Solving Spin-Spin Interaction for Total Spin Commutation

[Diracobama2181]

TL;DR

How do I go about showing that the total Spin component commutes with the hamiltonian

Let there be four spin (1/2) particles at the corners of a tetrahedron, coupled such that the total hamiltonian is given by $$H=\sum_{i\neq j} S_{i} \cdot S_{J}$$.
How would I go about showing that each component of the total spin $$\sum_{i} S_{i}$$ commutes with the hamiltonian.

Work so far:
I know
$$\sum_{i} S_{i}^{x}=S_{1}^{x}+S_{2}^{x}+S_{3}^{x}+S_{4}^{x}$$
so $$[\sum_{i} S_{i}^{x},H]=[S_{1}^{x},H]+[S_{2}^{x},H]+[S_{3}^{x},H]+[S_{4}^{x},H]$$
From there, I can use $$H=S_{1}S_{2}+S_{1}S_{3}+S_{1}S_{4}+S_{2}S_{3}+S_{2}S_{4}+S_{3}S_{4}$$
I can also use $$S_{i}\cdot S_{j}=S_{i}^{x}S_{j}^{x}+S_{i}^{y}S_{j}^{y}+S_{i}^{z}S_{j}^{z}$$

As you can see, it gets rather messy. I just want to know if my reasoning is correct thus far and or if I am over complicating my solution.
Thank you.

 

[azntoon]

A:Yes, you are on the right track.

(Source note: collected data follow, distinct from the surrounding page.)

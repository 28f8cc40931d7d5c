//! The full pipeline: generate, check, sample, simulate, aggregate.

use tracing::{debug, info, span, warn, Level};

use crate::config::SimulationConfig;
use crate::diagnostics::{Independence, IndependenceReport, UniformityReport};
use crate::error::SimulationResult;
use crate::metrics::QueueMetrics;
use crate::queue::Schedule;
use crate::stream::RandomStream;
use crate::variate::ExponentialSampler;

/// Uniform samples feeding one kind of duration, with their diagnostics.
#[derive(Debug, Clone)]
pub struct UniformSeries {
    /// The raw samples, in draw order.
    pub samples: Vec<f64>,
    /// Histogram check.
    pub uniformity: UniformityReport,
    /// Lag-1 correlation check.
    pub independence: IndependenceReport,
}

impl UniformSeries {
    fn new(samples: Vec<f64>) -> Self {
        let uniformity = UniformityReport::from_samples(&samples);
        let independence = IndependenceReport::from_samples(&samples);
        Self {
            samples,
            uniformity,
            independence,
        }
    }
}

/// Everything produced by one run.
#[derive(Debug, Clone)]
pub struct SimulationRun {
    /// The parameters of this run.
    pub config: SimulationConfig,
    /// Uniforms behind the interarrival times.
    pub interarrival_uniforms: UniformSeries,
    /// Uniforms behind the service times.
    pub service_uniforms: UniformSeries,
    /// Exponential interarrival durations, one per customer.
    pub interarrival_times: Vec<f64>,
    /// Exponential service durations, one per customer.
    pub service_times: Vec<f64>,
    /// Per-customer timings.
    pub schedule: Schedule,
    /// Aggregates over the schedule.
    pub metrics: QueueMetrics,
}

/// A validated, runnable simulation.
#[derive(Debug, Clone)]
pub struct Simulation {
    config: SimulationConfig,
}

impl Simulation {
    /// Validate the configuration.
    pub fn new(config: SimulationConfig) -> SimulationResult<Self> {
        config.validate()?;
        Ok(Self { config })
    }

    /// The configuration this simulation runs with.
    pub fn config(&self) -> &SimulationConfig {
        &self.config
    }

    /// Run every stage in order.
    ///
    /// Uniforms are drawn from one stream, alternating between the interarrival and the service
    /// sequence.
    pub fn run(&self) -> SimulationResult<SimulationRun> {
        let config = self.config;
        let span = span!(Level::INFO, "simulation run", seed = config.seed);
        let _enter = span.enter();

        let mut stream = RandomStream::with_params(config.seed, config.lcg)?;
        let mut interarrival_samples = Vec::with_capacity(config.uniform_count);
        let mut service_samples = Vec::with_capacity(config.uniform_count);
        for _ in 0..config.uniform_count {
            interarrival_samples.push(stream.next_uniform());
            service_samples.push(stream.next_uniform());
        }
        debug!(
            count = config.uniform_count,
            state = stream.state(),
            "Drew uniform samples"
        );

        let interarrival_uniforms = UniformSeries::new(interarrival_samples);
        let service_uniforms = UniformSeries::new(service_samples);
        check_independence("interarrival", &interarrival_uniforms.independence);
        check_independence("service", &service_uniforms.independence);

        let interarrival_times = ExponentialSampler::new(config.arrival_rate)
            .sample_cyclic(&interarrival_uniforms.samples, config.customer_count)?;
        let service_times = ExponentialSampler::new(config.service_rate)
            .sample_cyclic(&service_uniforms.samples, config.customer_count)?;
        debug!(count = config.customer_count, "Sampled exponential variates");

        let schedule = Schedule::simulate(&interarrival_times, &service_times)?;
        let metrics = QueueMetrics::from_schedule(&schedule)?;

        info!(
            customers = metrics.customers,
            utilization = metrics.server_utilization,
            throughput = metrics.system_throughput,
            "Simulation complete"
        );

        Ok(SimulationRun {
            config,
            interarrival_uniforms,
            service_uniforms,
            interarrival_times,
            service_times,
            schedule,
            metrics,
        })
    }
}

fn check_independence(label: &str, report: &IndependenceReport) {
    match report.verdict() {
        Independence::LikelyIndependent => {
            debug!(label, correlation = report.correlation(), "Samples look independent")
        }
        Independence::MightNotBeIndependent => warn!(
            label,
            correlation = report.correlation(),
            "Samples might not be independent"
        ),
        Independence::Undefined => warn!(label, "Lag-1 correlation is undefined"),
    }
}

What you need to do is expand out the commutator:$$[\sum_i S_i^x,H]=\sum_{i \neq j}[S_i^x,S_i\cdot S_j] + [S_j^x,S_i\cdot S_j].$$Using the fact that $[S_i^x,S_i\cdot S_j] = 0$ (this follows from the definition of the dot product and the fact that $S^x$ is linear in $S$), we see that the above equals$$[\sum_i S_i^x,H] = \sum_{i\neq j}[S_j^x,S_i\cdot S_j].$$Now using the fact that for any two $2\times 2$ matrices $A,B$ we have $[A,B]= AB - BA$, we can expand out the commutator on the right hand side to get$$[\sum_i S_i^x,H] = \sum_{i\neq j}(S_i\cdot S_j S_j^x - S_j^x S_i\cdot S_j).$$Finally, using the fact that $S^x$ is hermitian, we see that the above equals$$[\sum_i S_i^x,H] = \sum_{i\neq j}(S_i\cdot S_j S_j^x - S_i\cdot S_j S_j^x) = 0.$$The same argument can be applied to show that $[\sum_i S_i^y,H] = 0$ and $[\sum_i S_i^z,H] = 0$.